Wiese not largest Shoprite investor
Veteran businessman’s latest sale of shares raises questions about future of retailer’s complex control structure
Christo Wiese, who established Shoprite 40 years ago, has reduced his holding in the grocery retailer to just more than 10%. For the first time in its history he is not the single largest holder of its ordinary shares.
Christo Wiese, who established Shoprite 40 years ago, has reduced his holding in the grocery retailer to just more than 10%. For the first time in its history he is not the single largest holder of its ordinary shares.
Wiese’s latest sale of shares raises questions about the continuation of Shoprite’s complex control structure, which involves deferred shares held only by Wiese.

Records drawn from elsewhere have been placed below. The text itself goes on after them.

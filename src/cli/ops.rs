use super::ui;
use crate::App;
use crate::core::mutation::{AssetDraft, BatchReport, MoveTarget};
use anyhow::{Context, Result, bail};
use comfy_table::{Cell, Color};

pub fn render_report(action: &str, report: &BatchReport) -> String {
    let mut output = format!(
        "{action}: {} succeeded, {} unchanged, {} failed",
        report.success_count(),
        report.unchanged.len(),
        report.failure_count()
    );
    if !report.failed.is_empty() {
        let mut table = ui::new_styled_table();
        table.set_header(vec![ui::header_cell("ID"), ui::header_cell("Error")]);
        for (id, err) in &report.failed {
            table.add_row(vec![Cell::new(id), Cell::new(err).fg(Color::Red)]);
        }
        output.push_str(&format!("\n\n{table}"));
    }
    output
}

fn finish(action: &str, report: &BatchReport) -> Result<()> {
    println!("{}", render_report(action, report));
    if !report.is_complete_success() {
        bail!("{action} failed for {} asset(s)", report.failure_count());
    }
    Ok(())
}

pub async fn run_move(app: &App, ids: &[String], target: &MoveTarget) -> Result<()> {
    app.load_assets().await?;
    if let [id] = ids {
        let moved = app
            .dashboard
            .move_node(id, target)
            .await
            .with_context(|| format!("Failed to move {id}"))?;
        if moved {
            println!("Moved {id} to {}", describe_target(target));
        } else {
            println!("{id} is already under {}", describe_target(target));
        }
        return Ok(());
    }
    let report = app.dashboard.move_many(ids, target).await?;
    finish("Move", &report)
}

fn describe_target(target: &MoveTarget) -> String {
    match target {
        MoveTarget::Root => "the root".to_string(),
        MoveTarget::Group(id) => id.clone(),
    }
}

pub async fn run_add_group(app: &App, name: &str, parent: Option<&str>) -> Result<()> {
    app.load_assets().await?;
    app.dashboard
        .add_group(name, parent)
        .await
        .with_context(|| format!("Failed to add group {name}"))?;
    println!("Added group {name}");
    Ok(())
}

pub async fn run_add(app: &App, draft: &AssetDraft) -> Result<()> {
    app.load_assets().await?;
    app.dashboard
        .add_asset(draft)
        .await
        .with_context(|| format!("Failed to add {}", draft.name))?;
    println!("Added {} {}", draft.form.kind().as_str(), draft.name);
    Ok(())
}

pub async fn run_rename(app: &App, id: &str, name: &str) -> Result<()> {
    app.load_assets().await?;
    app.dashboard
        .rename(id, name)
        .await
        .with_context(|| format!("Failed to rename {id}"))?;
    println!("Renamed {id} to {}", name.trim());
    Ok(())
}

pub async fn run_delete(app: &App, ids: &[String]) -> Result<()> {
    app.load_assets().await?;
    let report = app.dashboard.delete_many(ids).await?;
    finish("Delete", &report)
}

The veteran businessman, chair of Shoprite since 1979, suffered a significant financial blow when the Steinhoff share price collapsed in December 2017 after reports of accounting irregularities at the international furniture retailer. Wiese became the largest shareholder in Steinhoff in 2015 when he exchanged his controlling stake in clothing retailer Pepkor for a 20% stake in Steinhoff in a deal valued at more than R50bn. In April 2018, he launched a R59bn claim against Steinhoff.
Shoprite’s just-released 2019 annual report reveals that in the 12 months to end-June 2019 Wiese sold 19-million ordinary Shoprite shares, taking his holding to 63.2-million shares, equivalent to 10.7%, and putting him in second place to the Government Employees Pension Fund with 11.85%. The 19-million Shoprite shares sold in 2019 brings the total sold since the Steinhoff implosion to 38.1-million or 37.6% less than the 101.3million Wiese held in July 2017.
Wiese continues to dominate control of Africa’s largest retailer through his holding of about 305.6-million deferred shares which have no economic value but control 32.3% of Shoprite’s voting rights. Shane Watkins, chief investment officer of All Weather Capital, described the sale of ordinary shares as significant. He said on Sunday that in terms of the group’s memorandum of incorporation (constitution), whenever Wiese sold ordinary shares Shoprite was obliged to repurchase a proportionate number of deferred shares at 0.1c each.
Watkins was a critic of Shoprite’s proposal earlier this year to pay Wiese R4bn for the repurchase and cancellation of all deferred shares. The idea was abandoned when more than 15% of Shoprite’s minority shareholders indicated they would oppose the R4bn payment.
Wiese’s scope to sell more Shoprite shares is limited by a second restriction in the memorandum of incorporation requiring him to hold at least 10% of the ordinary shares. If Wiese’s holding falls below 10% the deferred shares automatically lose their voting rights. A second fund manager, who did not want to be named, said that coming close to the 10% restriction might have been the motivation for the controversial proposal to buy all the deferred shares from Wiese.
The board has proposed more than doubling Wiese’s chair’s fees to R1.2m from R598,000. The group said this was justified by evidence provided by PwC’s nonexecutive remuneration report, produced yearly by the audit firm that advises listed companies on remuneration policies.
If the hefty increase is approved by shareholders at the coming annual general meeting, Wiese’s chair’s fees will still be significantly below the R2.2m the Woolworths board is hoping to secure for its new chair, Hubert Brody. Shoprite’s annual revenue is almost twice that of Woolworths and its operating profit also nearly twice as high.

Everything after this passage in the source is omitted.